1. Culture, la Stimulation et la lyse des cellules

Remarque : Cette méthode peut être utilisée avec plusieurs types de cellules. Pour illustrer la méthode, un exemple d’utilisation des cellules endothéliales de veine ombilicale humaine (HUVEC) est décrite.

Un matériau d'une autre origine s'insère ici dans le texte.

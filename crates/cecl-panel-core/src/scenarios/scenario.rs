use chrono::NaiveDate;
use serde::{Deserialize, Serialize};
use std::time::Instant;
use tracing::{debug, info};

use crate::calendar::{add_months, default_start_month};
use crate::ecl::{aggregates_by_product, compute_monthly_ecl, overall_aggregates, PortfolioAggregate, DEFAULT_LGD};
use crate::error::CeclError;
use crate::macro_series::{align, synthesize, MacroAdjustment, MacroSeries, SyntheticMacroInput};
use crate::numeric::mean;
use crate::simulation::{generate_portfolio, PortfolioInput};
use crate::types::{with_metadata, ComputationOutput, ProductType};
use crate::CeclResult;

/// Tolerance on the sum of scenario probabilities.
const PROBABILITY_TOLERANCE: f64 = 1e-3;

// ---------------------------------------------------------------------------
// Input / Output
// ---------------------------------------------------------------------------

/// One macro scenario.
#[derive(Debug, Clone, Serialize, Deserialize)]
pub struct ScenarioSpec {
    pub name: String,
    #[serde(default = "default_borrowers")]
    pub n_borrowers: usize,
    #[serde(default = "default_months")]
    pub months: usize,
    #[serde(default)]
    pub macro_adjustments: MacroAdjustment,
    /// Overrides the set-level seed.
    #[serde(default)]
    pub seed: Option<u64>,
    /// Weight in the probability-weighted loss; all or none must be given.
    #[serde(default)]
    pub probability: Option<f64>,
}

fn default_borrowers() -> usize {
    8000
}

fn default_months() -> usize {
    6
}

/// A batch of scenarios run against one base macro path.
#[derive(Debug, Clone, Serialize, Deserialize)]
pub struct ScenarioSetInput {
    pub scenarios: Vec<ScenarioSpec>,
    #[serde(default = "default_start_month")]
    pub start_month: NaiveDate,
    #[serde(default = "default_seed")]
    pub seed: u64,
    #[serde(default = "default_products")]
    pub products: Vec<ProductType>,
    /// Synthesized from `seed` when absent.
    #[serde(default)]
    pub macro_series: Option<MacroSeries>,
    #[serde(default = "default_lgd")]
    pub default_lgd: f64,
}

fn default_seed() -> u64 {
    crate::DEFAULT_SEED
}

fn default_products() -> Vec<ProductType> {
    ProductType::ALL.to_vec()
}

fn default_lgd() -> f64 {
    DEFAULT_LGD
}

#[derive(Debug, Clone, Serialize, Deserialize)]
pub struct ScenarioRun {
    pub name: String,
    pub macro_adjustments: MacroAdjustment,
    pub by_product: Vec<PortfolioAggregate>,
    pub overall: Vec<PortfolioAggregate>,
}

#[derive(Debug, Clone, PartialEq, Serialize, Deserialize)]
pub struct ScenarioComparison {
    pub scenario: String,
    pub total_monthly_ecl: f64,
    pub last_coverage_pct: f64,
    #[serde(default, skip_serializing_if = "Option::is_none")]
    pub probability: Option<f64>,
}

#[derive(Debug, Clone, Serialize, Deserialize)]
pub struct ScenarioOutput {
    pub runs: Vec<ScenarioRun>,
    pub comparison: Vec<ScenarioComparison>,
    /// Present when every scenario carries a probability.
    pub probability_weighted_ecl: Option<f64>,
}

// ---------------------------------------------------------------------------
// Operations
// ---------------------------------------------------------------------------

/// Shift the base macro path, regenerate the portfolio and aggregate its
/// monthly ECL by product and overall.
///
/// Unemployment deviations are taken from the base path's horizon mean.
pub fn run_scenario(
    spec: &ScenarioSpec,
    base_macro: &MacroSeries,
    start_month: NaiveDate,
    seed: u64,
    products: &[ProductType],
    default_lgd: f64,
) -> CeclResult<ScenarioRun> {
    // Deviations are taken from the unshocked path's mean.
    let baseline = mean(&align(base_macro, start_month, spec.months)?.unemployment);
    let adjusted = spec.macro_adjustments.apply(base_macro);
    let portfolio = generate_portfolio(&PortfolioInput {
        num_borrowers: spec.n_borrowers,
        products: products.to_vec(),
        months: spec.months,
        start_month,
        seed: spec.seed.unwrap_or(seed),
        macro_series: Some(adjusted),
        unemployment_baseline: Some(baseline),
    })?;

    let mut monthly = Vec::new();
    for panel in portfolio.result.panels.values() {
        monthly.extend(compute_monthly_ecl(&panel.records, default_lgd));
    }
    let by_product = aggregates_by_product(&monthly);
    let overall = overall_aggregates(&by_product);
    debug!(scenario = %spec.name, rows = monthly.len(), "scenario aggregated");

    Ok(ScenarioRun {
        name: spec.name.clone(),
        macro_adjustments: spec.macro_adjustments.clone(),
        by_product,
        overall,
    })
}

/// Total monthly ECL and last-month coverage per run.
pub fn compare_scenarios(runs: &[ScenarioRun]) -> Vec<ScenarioComparison> {
    runs.iter()
        .map(|run| ScenarioComparison {
            scenario: run.name.clone(),
            total_monthly_ecl: run.overall.iter().map(|a| a.portfolio_monthly_ecl).sum(),
            last_coverage_pct: run.overall.last().map(|a| a.coverage_pct()).unwrap_or(0.0),
            probability: None,
        })
        .collect()
}

fn check_probabilities(scenarios: &[ScenarioSpec], warnings: &mut Vec<String>) -> CeclResult<bool> {
    let given = scenarios.iter().filter(|s| s.probability.is_some()).count();
    if given == 0 {
        return Ok(false);
    }
    if given != scenarios.len() {
        return Err(CeclError::InvalidInput {
            field: "scenarios.probability".into(),
            reason: "Give a probability for every scenario or for none".into(),
        });
    }
    for s in scenarios {
        let p = s.probability.unwrap_or_default();
        if !(0.0..=1.0).contains(&p) {
            return Err(CeclError::InvalidInput {
                field: format!("scenario:{} probability", s.name),
                reason: "Probability must be between 0 and 1".into(),
            });
        }
    }
    let total: f64 = scenarios.iter().filter_map(|s| s.probability).sum();
    if (total - 1.0).abs() > PROBABILITY_TOLERANCE {
        return Err(CeclError::InvalidInput {
            field: "probabilities".into(),
            reason: format!("Probabilities must sum to 1.0 (got {total})"),
        });
    }
    if total != 1.0 {
        warnings.push(format!("Probabilities sum to {total}; treated as approximately 1.0"));
    }
    Ok(true)
}

/// Run every scenario against the same base macro path and compare them.
pub fn run_scenarios(input: &ScenarioSetInput) -> CeclResult<ComputationOutput<ScenarioOutput>> {
    let start = Instant::now();
    let mut warnings = Vec::new();

    if input.scenarios.is_empty() {
        return Err(CeclError::InsufficientData("At least one scenario required".into()));
    }
    let weighted = check_probabilities(&input.scenarios, &mut warnings)?;

    let base_macro = match &input.macro_series {
        Some(series) => series.clone(),
        None => {
            let horizon = input.scenarios.iter().map(|s| s.months).max().unwrap_or(1);
            let first = input
                .start_month
                .checked_sub_months(chrono::Months::new(12))
                .unwrap_or(input.start_month);
            synthesize(&SyntheticMacroInput {
                start: first,
                end: add_months(input.start_month, horizon.saturating_sub(1) as u32)?,
                seed: input.seed,
            })?
        }
    };

    let mut runs = Vec::with_capacity(input.scenarios.len());
    for spec in &input.scenarios {
        info!(scenario = %spec.name, borrowers = spec.n_borrowers, months = spec.months, "running scenario");
        runs.push(run_scenario(
            spec,
            &base_macro,
            input.start_month,
            input.seed,
            &input.products,
            input.default_lgd,
        )?);
    }

    let mut comparison = compare_scenarios(&runs);
    for (row, spec) in comparison.iter_mut().zip(&input.scenarios) {
        row.probability = spec.probability;
    }
    let probability_weighted_ecl = weighted.then(|| {
        comparison
            .iter()
            .map(|c| c.probability.unwrap_or_default() * c.total_monthly_ecl)
            .sum()
    });

    let elapsed = start.elapsed().as_micros() as u64;
    info!(scenarios = runs.len(), elapsed_us = elapsed, "scenario set complete");
    Ok(with_metadata(
        "Macro-shocked portfolio regeneration with CECL aggregation per scenario",
        &serde_json::json!({
            "num_scenarios": input.scenarios.len(),
            "start_month": input.start_month,
            "seed": input.seed,
            "default_lgd": input.default_lgd,
        }),
        warnings,
        elapsed,
        ScenarioOutput {
            runs,
            comparison,
            probability_weighted_ecl,
        },
    ))
}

  1. Culture des HUVECs sur gélatine-enduit, des plats de Pétri 10 cm dans le milieu basal des cellules endothéliales avec supplémentation appropriée (voir Table des matières) et contenant également 5 % FCS, facteur de croissance épidermique (5 ng/mL), facteur de croissance endothélial vasculaire (VEGF : 0,5 ng/mL), base FGF (10 ng/mL), facteur de croissance analogue à l’insuline (20 ng/mL), hydrocortisone (0,2 µg/mL) et l’acide ascorbique (1 µg/mL).
  2. Affamer les cellules pendant la nuit avec le milieu de base de cellules endothéliales additionné de 1 % de FCS et aucun supplément de facteur de croissance.
  3. Aspirer toutes les moyennes, ajouter 2 mL de milieu de culture de cellules endothéliales sans facteurs de croissance (moyenne de famine) dans un plat (contrôle), puis ajouter 50 ng/mL VEGF dans 2 mL de milieu de culture de famine dans un deuxième plat 7 mn.
  4. Aspirer le milieu et laver les cellules 2 fois avec la température de la pièce 10 mL PBS.
  5. S’assurer que les boîtes de Pétri sont sur la glace et les y garder de cette étape à partir.
  6. Ajouter 250-400 µL du mélange de l’inhibiteur de la protéase aqueuse contenant tampon (Bicine/CHAPS ; voir Table des matières) froid lyse des glace et mélange inhibiteur de DMSO (inhibiteurs de la Phosphatase ; voir Table des matières) pour chaque plaque de 10 cm. Agiter la plaque afin d’assurer une couverture adéquate et gardez-le pendant 10 min sur la glace.
    Remarque : La concentration finale de protéase et le mélange inhibiteur de DMSO devrait être 1 x.
  7. Grattez les cellules du plat avec un grattoir de cellules et le transfert d’un tube à centrifuger préalablement réfrigérées. Pipeter vers le haut et vers le bas 5 fois à lyser les cellules.
  8. Soniquer brièvement les cellules à 4 ° C. Définissez le sonicateur comme suit : nombre de cycles = 5, puissance = bas, = 5sec, OFF = 30 s. Cette étape est incluse pour briser les acides nucléiques et non à lyser les cellules.
    Remarque : La Sonication doit être douce pour éviter la dénaturation des protéines.
  9. Vortex le tube pendant 5 s (pas en continu), 2 s à la fois (3 fois) et les garder sur la glace.
  10. Clarifier le lysat par centrifugation à 14 000 x g pendant 15 min à 4 ° C, puis immédiatement transférer le surnageant dans un tube à centrifuger préalablement réfrigérées propre.
  11. Mesurer la concentration de protéine avec un acide Bicinchoninic (BCA) protéine test kit4.
  12. Faire 10 µL d’extraits, clin d’oeil geler dans la neige carbonique ou l’azote liquide et conserver à-80 ° C jusqu'à l’utilisation.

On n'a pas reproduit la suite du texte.